Here is a block of entries. Write out its lines exactly, from the first through the one containing "pub const DEFAULT_COMMAND_CAPACITY: usize".

***** Dataset extract

//! The public handle: `StatsRecorder`.
//!
//! A `StatsRecorder` is a cheap, `Clone + Send + Sync` handle onto a single worker thread
//! that owns every measure, view, collector, and aggregator. Cloning only clones the
//! command-sender and a shared exporter registry; the worker thread itself is joined when
//! the last clone is dropped, mirroring the join-on-drop teardown used elsewhere in this
//! codebase for background collector threads.

pub(crate) mod commands;
mod worker;

use crate::aggregation::AggregationKind;
use crate::export::{Exporter, ExporterRegistry, Subscription};
use crate::measure::{Measure, MeasureKind, Measurement};
use crate::tags::context;
use crate::view::{View, ViewData};
use crate::MetricsError;
use commands::Command;
use crossbeam::channel::Sender;
use std::sync::atomic::{AtomicU64, Ordering};
use std::sync::Arc;
use std::thread::JoinHandle;
use std::time::Duration;
use worker::{Worker, DEFAULT_REPORTING_PERIOD};

/// Default capacity of the bounded command channel.
pub const DEFAULT_COMMAND_CAPACITY: usize = 8192;

/// Default timeout applied to commands that wait on a reply channel.
pub const DEFAULT_REPLY_TIMEOUT: Duration = Duration::from_secs(5);

/// Default channel capacity handed to a new subscription.
pub const DEFAULT_SUBSCRIPTION_CAPACITY: usize = 64;

/// Tuning knobs for [`StatsRecorder::with_options`].
#[derive(Clone, Debug)]
pub struct StatsRecorderOptions {
    /// Capacity of the bounded command channel producers post to.
    pub command_capacity: usize,
    /// Initial interval between reporting ticks.
    pub reporting_period: Duration,
    /// How long a round-trip command waits for the worker's reply before failing with
    /// [`MetricsError::WorkerUnavailable`].
    pub reply_timeout: Duration,
}

impl Default for StatsRecorderOptions {
    fn default() -> Self {
        Self {
            command_capacity: DEFAULT_COMMAND_CAPACITY,
            reporting_period: DEFAULT_REPORTING_PERIOD,
            reply_timeout: DEFAULT_REPLY_TIMEOUT,
        }
    }
}

struct Inner {
    quit_tx: Sender<()>,
    join_handle: Option<JoinHandle<()>>,
}

impl Drop for Inner {
    fn drop(&mut self) {
        let _ = self.quit_tx.send(());
        if let Some(handle) = self.join_handle.take() {
            let _ = handle.join();
        }
    }
}

/// A cheap, cloneable handle onto an in-process stats recorder.
///
/// All mutation of measures, views, collectors, and aggregators happens on a single owned
/// worker thread. Every `StatsRecorder` clone shares that same worker; the worker is joined
/// when the last clone is dropped.
#[derive(Clone)]
pub struct StatsRecorder {
    command_tx: Sender<Command>,
    exporters: Arc<ExporterRegistry>,
    reply_timeout: Duration,
    dropped_records: Arc<AtomicU64>,
    inner: Arc<Inner>,
}

impl StatsRecorder {
    /// Creates a new recorder with default tuning, spawning its worker thread.
    #[must_use]
    pub fn new() -> Self {
        Self::with_options(StatsRecorderOptions::default())
    }

    /// Creates a new recorder with explicit tuning, spawning its worker thread.
    #[must_use]
    pub fn with_options(options: StatsRecorderOptions) -> Self {
        let (command_tx, command_rx) = crossbeam::channel::bounded(options.command_capacity);
        let (quit_tx, quit_rx) = crossbeam::channel::bounded(1);
        let exporters = Arc::new(ExporterRegistry::new());
        let worker = Worker::new(
            command_rx,
            quit_rx,
            command_tx.clone(),
            exporters.clone(),
            options.reporting_period,
        );
        let join_handle = std::thread::spawn(move || worker.run());

        Self {
            command_tx,
            exporters,
            reply_timeout: options.reply_timeout,
            dropped_records: Arc::new(AtomicU64::new(0)),
            inner: Arc::new(Inner { quit_tx, join_handle: Some(join_handle) }),
        }
    }

    fn call<T>(
        &self,
        build: impl FnOnce(Sender<Result<T, MetricsError>>) -> Command,
    ) -> Result<T, MetricsError> {
        let (reply_tx, reply_rx) = crossbeam::channel::bounded(1);
        self.command_tx
            .send(build(reply_tx))
            .map_err(|_| MetricsError::WorkerUnavailable("worker thread has stopped".into()))?;
        reply_rx
            .recv_timeout(self.reply_timeout)
            .map_err(|_| MetricsError::WorkerUnavailable("worker did not reply in time".into()))?
    }

    /// Registers a new measure, or returns a clone of an existing one with identical
    /// attributes.
    ///
    /// # Errors
    /// Returns [`MetricsError::InvalidArgument`] if `name` fails validation, or
    /// [`MetricsError::AlreadyRegistered`] if a measure with the same name but different
    /// attributes already exists.
    pub fn new_measure(
        &self,
        name: impl Into<String>,
        description: impl Into<String>,
        unit: impl Into<String>,
        kind: MeasureKind,
    ) -> Result<Measure, MetricsError> {
        let name = name.into();
        let description = description.into();
        let unit = unit.into();
        // Client-side validation that doesn't need registry state, per the measure's own
        // constructor; the worker repeats only the registry-dependent checks.
        Measure::new(name.clone(), description.clone(), unit.clone(), kind)?;
        self.call(|reply| Command::RegisterMeasure { name, description, unit, kind, reply })
    }

    /// Looks up a previously registered measure by name.
    ///
    /// Returns `None` if no measure with that name has been registered, or if the worker
    /// cannot be reached before `reply_timeout` elapses.
    #[must_use]
    pub fn find_measure(&self, name: impl Into<String>) -> Option<Measure> {
        let (reply_tx, reply_rx) = crossbeam::channel::bounded(1);
        self.command_tx.send(Command::FindMeasure { name: name.into(), reply: reply_tx }).ok()?;
        reply_rx.recv_timeout(self.reply_timeout).ok()?
    }

    /// Deletes a measure by name.
    ///
    /// # Errors
    /// Returns [`MetricsError::NotFound`] if no such measure exists, or
    /// [`MetricsError::InUse`] if a registered view still references it.
    pub fn delete_measure(&self, name: impl Into<String>) -> Result<(), MetricsError> {
        self.call(|reply| Command::DeleteMeasure { name: name.into(), reply })
    }

    /// Registers a view, transitively registering its measure if not already known.
    ///
    /// # Errors
    /// Returns [`MetricsError::AlreadyRegistered`] if a view with the same name exists.
    pub fn register_view(&self, view: View) -> Result<(), MetricsError> {
        self.call(|reply| Command::RegisterView { view, reply })
    }

    /// Unregisters a view by name.
    ///
    /// # Errors
    /// Returns [`MetricsError::NotFound`] if no such view exists, or [`MetricsError::InUse`]
    /// if the view is still collecting (has subscribers or forced collection).
    pub fn unregister_view(&self, name: impl Into<String>) -> Result<(), MetricsError> {
        self.call(|reply| Command::UnregisterView { name: name.into(), reply })
    }

    /// Subscribes to a view's tick-time snapshots.
    ///
    /// The returned [`Subscription`] unsubscribes automatically when dropped. Automatic
    /// register-on-first-subscribe is not performed: `view_name` must already be registered.
    ///
    /// # Errors
    /// Returns [`MetricsError::NotFound`] if no such view exists.
    pub fn subscribe(&self, view_name: impl Into<String>) -> Result<Subscription, MetricsError> {
        self.subscribe_with_capacity(view_name, DEFAULT_SUBSCRIPTION_CAPACITY)
    }

    /// Like [`Self::subscribe`], with an explicit subscriber channel capacity.
    ///
    /// # Errors
    /// Returns [`MetricsError::NotFound`] if no such view exists.
    pub fn subscribe_with_capacity(
        &self,
        view_name: impl Into<String>,
        capacity: usize,
    ) -> Result<Subscription, MetricsError> {
        let view_name = view_name.into();
        self.call(|reply| Command::Subscribe { view_name, capacity, reply })
    }

    /// Forces a view to collect even without subscribers.
    ///
    /// # Errors
    /// Returns [`MetricsError::NotFound`] if no such view exists.
    pub fn force_collect(&self, view_name: impl Into<String>) -> Result<(), MetricsError> {
        self.call(|reply| Command::ForceCollect { view_name: view_name.into(), reply })
    }

    /// Stops forcing a view to collect; if it has no subscribers either, its rows are
    /// cleared.
    ///
    /// # Errors
    /// Returns [`MetricsError::NotFound`] if no such view exists.
    pub fn stop_force_collect(&self, view_name: impl Into<String>) -> Result<(), MetricsError> {
        self.call(|reply| Command::StopForceCollect { view_name: view_name.into(), reply })
    }

    /// Retrieves a one-off snapshot of a view's current rows.
    ///
    /// # Errors
    /// Returns [`MetricsError::NotFound`] if no such view exists, or
    /// [`MetricsError::NotCollecting`] if the view has no subscribers and no forced
    /// collection.
    pub fn retrieve_data(&self, view_name: impl Into<String>) -> Result<ViewData, MetricsError> {
        self.call(|reply| Command::RetrieveData { view_name: view_name.into(), reply })
    }

    /// Records one or more measurements against the ambient tag map attached on this thread.
    ///
    /// Asynchronous and never blocks: if the command channel is full, the record is dropped
    /// (at-most-once delivery, lossy by design) and a rate-limited `tracing::warn!` is
    /// emitted. Unknown measures, and measurements whose kind does not match their measure,
    /// are also dropped silently — `record` never surfaces an error to the caller.
    pub fn record(&self, measurements: &[Measurement]) {
        let tag_map = context::current_tag_map();
        let command = Command::Record { measurements: measurements.to_vec(), tag_map };
        if self.command_tx.try_send(command).is_err() {
            let count = self.dropped_records.fetch_add(1, Ordering::Relaxed);
            if count % 1000 == 0 {
                tracing::warn!(dropped = count + 1, "record dropped: command channel full");
            }
        }
    }

    /// Registers an exporter. Exporters are consulted directly via a copy-on-write registry
    /// shared with the worker, not routed through the command queue.
    pub fn register_exporter(&self, exporter: Arc<dyn Exporter>) {
        self.exporters.register(exporter);
    }

    /// Unregisters an exporter by name.
    pub fn unregister_exporter(&self, name: &str) {
        self.exporters.unregister(name);
    }

    /// Replaces the reporting period. A duration of zero or less restores the default
    /// (10 seconds).
    pub fn set_reporting_period(&self, period: Duration) {
        let _ = self.command_tx.try_send(Command::SetReportingPeriod { period });
    }

    /// Convenience: builds and registers a view in one call.
    ///
    /// # Errors
    /// See [`Self::register_view`] and [`crate::view::View::new`].
    #[allow(clippy::too_many_arguments)]
    pub fn new_view(
        &self,
        name: impl Into<String>,
        description: impl Into<String>,
        measure: Measure,
        tag_keys: Vec<crate::tags::Key>,
        aggregation: AggregationKind,
        window: crate::view::WindowSpec,
    ) -> Result<View, MetricsError> {
        let view = View::new(name, description, measure, tag_keys, aggregation, window)?;
        self.register_view(view.clone())?;
        Ok(view)
    }
}

impl Default for StatsRecorder {
    fn default() -> Self {
        Self::new()
    }
}

impl std::fmt::Debug for StatsRecorder {
    fn fmt(&self, f: &mut std::fmt::Formatter<'_>) -> std::fmt::Result {
        f.debug_struct("StatsRecorder").finish_non_exhaustive()
    }
}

**********

### Expected answer
//! The public handle: `StatsRecorder`.
//!
//! A `StatsRecorder` is a cheap, `Clone + Send + Sync` handle onto a single worker thread
//! that owns every measure, view, collector, and aggregator. Cloning only clones the
//! command-sender and a shared exporter registry; the worker thread itself is joined when
//! the last clone is dropped, mirroring the join-on-drop teardown used elsewhere in this
//! codebase for background collector threads.

pub(crate) mod commands;
mod worker;

use crate::aggregation::AggregationKind;
use crate::export::{Exporter, ExporterRegistry, Subscription};
use crate::measure::{Measure, MeasureKind, Measurement};
use crate::tags::context;
use crate::view::{View, ViewData};
use crate::MetricsError;
use commands::Command;
use crossbeam::channel::Sender;
use std::sync::atomic::{AtomicU64, Ordering};
use std::sync::Arc;
use std::thread::JoinHandle;
use std::time::Duration;
use worker::{Worker, DEFAULT_REPORTING_PERIOD};

/// Default capacity of the bounded command channel.
pub const DEFAULT_COMMAND_CAPACITY: usize = 8192;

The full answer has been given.